(Dataset excerpts)

-=-=-

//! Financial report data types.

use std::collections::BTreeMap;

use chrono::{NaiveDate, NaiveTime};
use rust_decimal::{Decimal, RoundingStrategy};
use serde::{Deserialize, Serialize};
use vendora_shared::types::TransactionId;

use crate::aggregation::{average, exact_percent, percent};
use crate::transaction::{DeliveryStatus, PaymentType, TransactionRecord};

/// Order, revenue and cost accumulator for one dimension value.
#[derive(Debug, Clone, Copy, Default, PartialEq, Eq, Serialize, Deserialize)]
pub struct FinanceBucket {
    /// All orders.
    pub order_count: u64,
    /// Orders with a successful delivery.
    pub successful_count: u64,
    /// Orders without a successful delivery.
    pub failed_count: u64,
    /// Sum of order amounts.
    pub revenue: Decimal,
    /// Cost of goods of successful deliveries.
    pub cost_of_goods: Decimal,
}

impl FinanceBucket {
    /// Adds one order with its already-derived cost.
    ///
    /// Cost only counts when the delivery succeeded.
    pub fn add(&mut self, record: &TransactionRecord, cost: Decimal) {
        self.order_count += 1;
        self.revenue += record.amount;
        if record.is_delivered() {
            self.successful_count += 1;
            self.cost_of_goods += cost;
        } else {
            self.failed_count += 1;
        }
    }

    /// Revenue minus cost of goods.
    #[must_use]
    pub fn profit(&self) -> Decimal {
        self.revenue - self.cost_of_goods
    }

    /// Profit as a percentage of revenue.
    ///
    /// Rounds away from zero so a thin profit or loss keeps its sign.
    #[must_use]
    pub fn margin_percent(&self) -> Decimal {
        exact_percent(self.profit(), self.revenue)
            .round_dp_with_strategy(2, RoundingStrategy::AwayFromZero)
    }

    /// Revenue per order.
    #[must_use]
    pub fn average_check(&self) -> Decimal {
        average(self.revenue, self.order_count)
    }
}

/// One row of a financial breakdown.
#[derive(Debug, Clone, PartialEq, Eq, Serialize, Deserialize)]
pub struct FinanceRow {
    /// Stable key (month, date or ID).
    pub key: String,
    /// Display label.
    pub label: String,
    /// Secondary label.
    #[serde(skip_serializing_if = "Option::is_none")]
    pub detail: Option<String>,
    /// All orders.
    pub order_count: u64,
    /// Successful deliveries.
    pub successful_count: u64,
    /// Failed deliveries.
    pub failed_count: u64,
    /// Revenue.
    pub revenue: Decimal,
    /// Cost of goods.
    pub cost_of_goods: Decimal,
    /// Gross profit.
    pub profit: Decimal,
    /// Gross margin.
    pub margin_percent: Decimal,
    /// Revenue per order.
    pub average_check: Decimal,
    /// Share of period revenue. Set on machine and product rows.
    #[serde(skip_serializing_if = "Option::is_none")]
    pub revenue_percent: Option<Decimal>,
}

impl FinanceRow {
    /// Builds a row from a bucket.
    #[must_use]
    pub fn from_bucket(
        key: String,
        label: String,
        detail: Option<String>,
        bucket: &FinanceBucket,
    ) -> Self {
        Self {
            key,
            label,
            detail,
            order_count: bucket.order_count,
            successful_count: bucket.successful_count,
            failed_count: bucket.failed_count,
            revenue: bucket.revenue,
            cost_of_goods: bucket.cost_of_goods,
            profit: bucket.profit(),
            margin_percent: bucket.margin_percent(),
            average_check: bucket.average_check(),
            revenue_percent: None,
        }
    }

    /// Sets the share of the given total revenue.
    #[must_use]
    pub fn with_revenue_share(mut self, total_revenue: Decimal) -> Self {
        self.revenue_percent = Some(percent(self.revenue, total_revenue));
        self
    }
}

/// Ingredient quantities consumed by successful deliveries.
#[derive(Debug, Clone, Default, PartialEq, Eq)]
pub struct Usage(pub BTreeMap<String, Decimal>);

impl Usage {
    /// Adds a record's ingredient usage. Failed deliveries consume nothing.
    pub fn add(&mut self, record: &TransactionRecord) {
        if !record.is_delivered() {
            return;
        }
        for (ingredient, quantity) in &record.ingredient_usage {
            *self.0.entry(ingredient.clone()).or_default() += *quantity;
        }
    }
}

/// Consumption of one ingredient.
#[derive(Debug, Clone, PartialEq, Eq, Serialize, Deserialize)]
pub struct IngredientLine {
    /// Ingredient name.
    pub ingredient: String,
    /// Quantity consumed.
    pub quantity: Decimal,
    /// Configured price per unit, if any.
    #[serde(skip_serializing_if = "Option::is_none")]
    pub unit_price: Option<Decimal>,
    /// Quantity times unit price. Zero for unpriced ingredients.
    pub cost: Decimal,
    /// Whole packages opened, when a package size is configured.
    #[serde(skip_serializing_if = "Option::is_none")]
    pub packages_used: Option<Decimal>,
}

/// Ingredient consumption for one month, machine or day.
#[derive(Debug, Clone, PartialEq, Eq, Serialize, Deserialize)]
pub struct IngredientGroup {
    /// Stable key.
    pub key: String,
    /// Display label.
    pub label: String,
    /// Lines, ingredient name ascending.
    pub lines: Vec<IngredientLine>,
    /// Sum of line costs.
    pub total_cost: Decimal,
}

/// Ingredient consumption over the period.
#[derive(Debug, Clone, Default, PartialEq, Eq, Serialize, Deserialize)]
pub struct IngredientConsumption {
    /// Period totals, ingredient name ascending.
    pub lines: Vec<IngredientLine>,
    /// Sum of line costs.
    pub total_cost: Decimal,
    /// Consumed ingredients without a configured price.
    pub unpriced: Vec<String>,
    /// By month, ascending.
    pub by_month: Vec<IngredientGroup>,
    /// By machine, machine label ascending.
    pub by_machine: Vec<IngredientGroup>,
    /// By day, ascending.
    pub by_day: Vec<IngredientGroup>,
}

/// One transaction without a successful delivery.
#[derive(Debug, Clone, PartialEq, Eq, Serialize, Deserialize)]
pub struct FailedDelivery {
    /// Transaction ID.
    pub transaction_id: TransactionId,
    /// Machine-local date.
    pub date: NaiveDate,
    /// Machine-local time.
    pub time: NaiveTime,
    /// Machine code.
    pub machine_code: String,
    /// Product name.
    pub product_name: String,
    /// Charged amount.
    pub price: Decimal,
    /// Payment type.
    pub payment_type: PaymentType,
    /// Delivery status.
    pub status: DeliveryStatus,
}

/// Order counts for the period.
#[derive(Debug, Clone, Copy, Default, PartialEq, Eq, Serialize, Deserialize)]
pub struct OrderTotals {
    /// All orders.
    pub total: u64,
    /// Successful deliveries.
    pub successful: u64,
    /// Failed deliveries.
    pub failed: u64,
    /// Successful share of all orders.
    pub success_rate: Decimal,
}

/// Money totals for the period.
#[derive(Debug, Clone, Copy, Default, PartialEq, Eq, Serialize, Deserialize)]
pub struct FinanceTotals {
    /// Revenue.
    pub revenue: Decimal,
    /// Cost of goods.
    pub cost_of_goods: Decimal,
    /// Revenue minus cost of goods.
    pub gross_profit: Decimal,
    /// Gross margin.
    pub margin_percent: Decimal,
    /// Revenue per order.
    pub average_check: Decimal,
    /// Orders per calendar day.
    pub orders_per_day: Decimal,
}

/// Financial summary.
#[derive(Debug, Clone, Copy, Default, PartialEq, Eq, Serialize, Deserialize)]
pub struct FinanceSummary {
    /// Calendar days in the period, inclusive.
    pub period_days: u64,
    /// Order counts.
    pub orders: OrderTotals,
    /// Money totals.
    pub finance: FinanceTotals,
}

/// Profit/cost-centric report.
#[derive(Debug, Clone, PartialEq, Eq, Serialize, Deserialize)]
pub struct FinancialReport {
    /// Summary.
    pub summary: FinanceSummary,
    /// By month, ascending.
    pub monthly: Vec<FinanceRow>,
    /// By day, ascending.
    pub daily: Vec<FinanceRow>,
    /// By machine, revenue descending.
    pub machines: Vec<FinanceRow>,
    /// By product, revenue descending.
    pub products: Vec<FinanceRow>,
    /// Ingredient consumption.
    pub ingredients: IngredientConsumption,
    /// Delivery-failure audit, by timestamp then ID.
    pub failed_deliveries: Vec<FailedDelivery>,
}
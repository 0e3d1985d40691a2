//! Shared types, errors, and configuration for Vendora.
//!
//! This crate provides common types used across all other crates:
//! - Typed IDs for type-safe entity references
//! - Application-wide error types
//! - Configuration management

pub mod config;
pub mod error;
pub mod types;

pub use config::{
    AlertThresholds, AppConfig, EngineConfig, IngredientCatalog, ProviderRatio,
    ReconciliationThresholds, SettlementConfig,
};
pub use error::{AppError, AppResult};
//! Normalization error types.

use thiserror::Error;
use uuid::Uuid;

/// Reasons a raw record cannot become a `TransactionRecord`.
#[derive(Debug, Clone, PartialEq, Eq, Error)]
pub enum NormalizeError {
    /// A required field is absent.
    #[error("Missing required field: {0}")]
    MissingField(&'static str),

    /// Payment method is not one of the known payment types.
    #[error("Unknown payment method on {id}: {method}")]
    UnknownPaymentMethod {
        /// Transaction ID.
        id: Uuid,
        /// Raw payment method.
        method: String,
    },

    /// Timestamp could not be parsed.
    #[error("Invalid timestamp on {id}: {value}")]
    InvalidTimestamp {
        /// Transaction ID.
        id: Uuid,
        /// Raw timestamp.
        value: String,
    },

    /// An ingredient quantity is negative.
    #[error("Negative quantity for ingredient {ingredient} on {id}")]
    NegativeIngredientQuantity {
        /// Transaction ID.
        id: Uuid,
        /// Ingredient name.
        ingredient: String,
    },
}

-=-=-

◆ **WORK ITEM**
List each line of the records that holds the string "NaiveDate".

◆ **ANSWER BOX**
use chrono::{NaiveDate, NaiveTime};
    pub date: NaiveDate,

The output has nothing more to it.